Who goes there? Helix, Daleks and Things in the ice

News of a new show, Helix, that is starting on Syfy tomorrow, set me thinking about a concept that I pitched to them ten years ago. The original concept was for a Doctor Who story, cooked up immediately after watching the disappointing Paul McGann TV movie (not that it was his fault).

In my version, the reboot picked up after an unspecified regeneration which in my ur-text was probably from third to fourth Doctor. The action was set in a biotech research base in the Antarctic, where scientists had recovered fragments of alien DNA and were trying to reconstruct the original organisms. One was a microbe that metabolized metals (it had to be kept suspended in a magnetic bubble) but there was also another, more complex, alien lifeform that appeared to have no external sensory organs, all of its nerve connections coming to a single neural router.

This was a way of bringing the Daleks back, in fact. The complex organism was the Dalek itself. The microbe was something they had engineered to build their casings, much as coral grows a reef or how human DNA grows a skeleton, come to that. Such story sleight-of-hand would also justify a redesign of the Daleks so that we could have them hover a foot off the ground (to be accomplished with a green screen skirt at the bottom) and never again have to listen to that, "What about stairs?" crap. Considering that I came up with the entire plot in thirty minutes over a glass of wine while post-morteming the TV movie, I was particularly pleased with the double-bluff climax too, where the thing you think will stop the Daleks gives them no trouble whatsoever.

I worked the outline up with my wife, who is also a writer, and we talked to Terry Nation's agent, but the wheels were already turning for the BBC to reboot Doctor Who by then. And even so, pitching a TV show is an uphill struggle as it is. Adding another man's IP to your load is like yomping across the Brecon Beacons with a sackful of bricks.

That explains why, when we came to pitch it around the networks a couple of years ago, Jamie and I substituted our own aliens for the Daleks. That version is called Starborn and you can read it here. That's much the most polished outline we did. Jamie and I moved the action to the Arctic Circle, linked it all to the Tunguska event, and wrapped it up as a full movie. I would love to have made it, although now it would just look like we'd copied Helix.

But in case you're interested in the original Dr Who version, read on. It's not every day you get fanfic on the Fabled Lands blog. And kudos to John W Campbell, of course.



Doctor Who reboot pilot: “Who Goes There?”
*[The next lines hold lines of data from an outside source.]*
//! Target resolution: configuration + universe -> ordered work list

use std::collections::{HashMap, HashSet};

use crate::domain::{RunConfiguration, RunScope, Target};

/// Turns a run configuration into the ordered list of targets to process.
///
/// An empty result means "nothing to do"; the caller must not start a run.
pub struct TargetResolver;

impl TargetResolver {
    pub fn resolve(config: &RunConfiguration, universe: &[Target]) -> Vec<Target> {
        match config.scope() {
            RunScope::Selected => dedup_by_id(config.selected_targets().iter()),
            RunScope::All => {
                let kind = config.mode().target_kind();
                let stores = config.store_filter();
                let candidates = dedup_by_id(universe.iter().filter(|t| {
                    t.kind == kind
                        && stores.is_none_or(|ids| ids.iter().any(|id| id == t.group_key()))
                }));

                match config.per_group_limit() {
                    Some(limit) => limit_per_group(candidates, limit.get()),
                    None => candidates,
                }
            }
        }
    }
}

fn dedup_by_id<'a>(targets: impl Iterator<Item = &'a Target>) -> Vec<Target> {
    let mut seen: HashSet<String> = HashSet::new();
    targets
        .filter(|t| seen.insert(t.id.clone()))
        .cloned()
        .collect()
}

/// First `limit` targets of every group, groups in order of first appearance
fn limit_per_group(targets: Vec<Target>, limit: usize) -> Vec<Target> {
    let mut order: Vec<String> = Vec::new();
    let mut groups: HashMap<String, Vec<Target>> = HashMap::new();

    for target in targets {
        let key = target.group_key().to_string();
        let group = groups.entry(key.clone()).or_insert_with(|| {
            order.push(key);
            Vec::new()
        });
        if group.len() < limit {
            group.push(target);
        }
    }

    order
        .into_iter()
        .flat_map(|key| groups.remove(&key).unwrap_or_default())
        .collect()
}

#[cfg(test)]
mod tests {
    use super::*;
    use crate::domain::{RunMode, Selection, TargetKind};
    use proptest::prelude::*;
    use std::num::NonZeroUsize;

    fn products(store: &str, count: usize) -> Vec<Target> {
        (0..count)
            .map(|i| Target::product(format!("{store}-p{i}"), format!("Item {i}"), store))
            .collect()
    }

    fn limited(limit: usize) -> RunConfiguration {
        RunConfiguration::all(RunMode::Products)
            .with_per_group_limit(NonZeroUsize::new(limit).unwrap())
            .unwrap()
    }

    #[test]
    fn test_selected_scope_returns_selection_in_order() {
        let mut selection = Selection::new(TargetKind::Store, 5);
        selection.insert(Target::store("s2", "Two")).unwrap();
        selection.insert(Target::store("s1", "One")).unwrap();
        let config = RunConfiguration::selected(RunMode::Stores, selection).unwrap();

        let universe = vec![Target::store("s1", "One"), Target::store("s3", "Three")];
        let resolved = TargetResolver::resolve(&config, &universe);
        let ids: Vec<_> = resolved.iter().map(|t| t.id.as_str()).collect();
        assert_eq!(ids, vec!["s2", "s1"]);
    }

    #[test]
    fn test_all_scope_filters_by_kind() {
        let mut universe = products("a", 2);
        universe.push(Target::store("a", "Store A"));

        let stores = TargetResolver::resolve(&RunConfiguration::all(RunMode::Stores), &universe);
        assert_eq!(stores.len(), 1);

        let all_products =
            TargetResolver::resolve(&RunConfiguration::all(RunMode::Products), &universe);
        assert_eq!(all_products.len(), 2);
    }

    #[test]
    fn test_per_group_limit_scenario() {
        let mut universe = products("a", 5);
        universe.extend(products("b", 1));

        let resolved = TargetResolver::resolve(&limited(2), &universe);
        let ids: Vec<_> = resolved.iter().map(|t| t.id.as_str()).collect();
        assert_eq!(ids, vec!["a-p0", "a-p1", "b-p0"]);
    }

    #[test]
    fn test_groups_keep_first_appearance_order() {
        let universe = vec![
            Target::product("x1", "X1", "b"),
            Target::product("y1", "Y1", "a"),
            Target::product("x2", "X2", "b"),
        ];
        let resolved = TargetResolver::resolve(&limited(5), &universe);
        let ids: Vec<_> = resolved.iter().map(|t| t.id.as_str()).collect();
        assert_eq!(ids, vec!["x1", "x2", "y1"]);
    }

    #[test]
    fn test_store_filter_keeps_only_listed_stores() {
        let mut universe = products("a", 2);
        universe.extend(products("b", 2));
        universe.extend(products("c", 1));
        universe.push(Target::store("a", "Store A"));

        let config = RunConfiguration::all(RunMode::Products)
            .with_store_filter(["c", "a"])
            .unwrap();
        let resolved = TargetResolver::resolve(&config, &universe);
        let ids: Vec<_> = resolved.iter().map(|t| t.id.as_str()).collect();
        // Universe order, not filter order
        assert_eq!(ids, vec!["a-p0", "a-p1", "c-p0"]);
    }

    #[test]
    fn test_store_filter_applies_before_per_group_limit() {
        let mut universe = products("a", 5);
        universe.extend(products("b", 4));
        universe.extend(products("c", 1));

        let config = RunConfiguration::all(RunMode::Products)
            .with_store_filter(["b", "c"])
            .unwrap()
            .with_per_group_limit(NonZeroUsize::new(2).unwrap())
            .unwrap();
        let resolved = TargetResolver::resolve(&config, &universe);
        let ids: Vec<_> = resolved.iter().map(|t| t.id.as_str()).collect();
        assert_eq!(ids, vec!["b-p0", "b-p1", "c-p0"]);
    }

    #[test]
    fn test_store_filter_without_matches_resolves_to_nothing() {
        let config = RunConfiguration::all(RunMode::Products)
            .with_store_filter(["missing"])
            .unwrap();
        assert!(TargetResolver::resolve(&config, &products("a", 3)).is_empty());
    }

    #[test]
    fn test_empty_universe_resolves_to_nothing() {
        let resolved = TargetResolver::resolve(&RunConfiguration::all(RunMode::Stores), &[]);
        assert!(resolved.is_empty());
    }

    proptest! {
        #[test]
        fn prop_per_group_limit_takes_min(
            sizes in proptest::collection::vec(0usize..8, 1..6),
            limit in 1usize..6,
        ) {
            let mut universe = Vec::new();
            for (i, size) in sizes.iter().enumerate() {
                universe.extend(products(&format!("s{i}"), *size));
            }

            let resolved = TargetResolver::resolve(&limited(limit), &universe);
            for (i, size) in sizes.iter().enumerate() {
                let store = format!("s{i}");
                let taken = resolved.iter().filter(|t| t.group_key() == store).count();
                prop_assert_eq!(taken, (*size).min(limit));
            }
        }
    }
}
By Roz and Dave Morris (1996)

An American military helicopter, flying near the South Pole. On board are several special forces soldiers, plus two civilians. The civilians, two men, are wearing survival blankets, and have obviously been picked up nearby. Two soldiers, Murphy and Powell, are guarding them with guns, and a third, Captain Evans, is watching their every move. The two civilians seem relatively unperturbed by this scrutiny. The one with Murphy looks around at the helicopter interior with mild curiosity; the one with Powell seems to be directing his attention inward as though meditating. They don’t talk to each other.
They travel for a while in silence. The civilian being guarded by Murphy eventually says to Captain Evans: ‘You can contact UNIT. They will tell you who we are.’
Captain Evans replies crisply: ‘We have been advised that you can alter your appearance. We have protocols for that too.’
The civilian raises an eyebrow and returns to his idle survey of the helicopter interior. His accent was not American, unlike that of those around him. The other civilian surfaces from his meditation and fixes his eyes on Captain Evans for a while, looking at him with curiosity. His stare is intense and Captain Evans snaps at Powell: ‘Make sure you watch his every move.’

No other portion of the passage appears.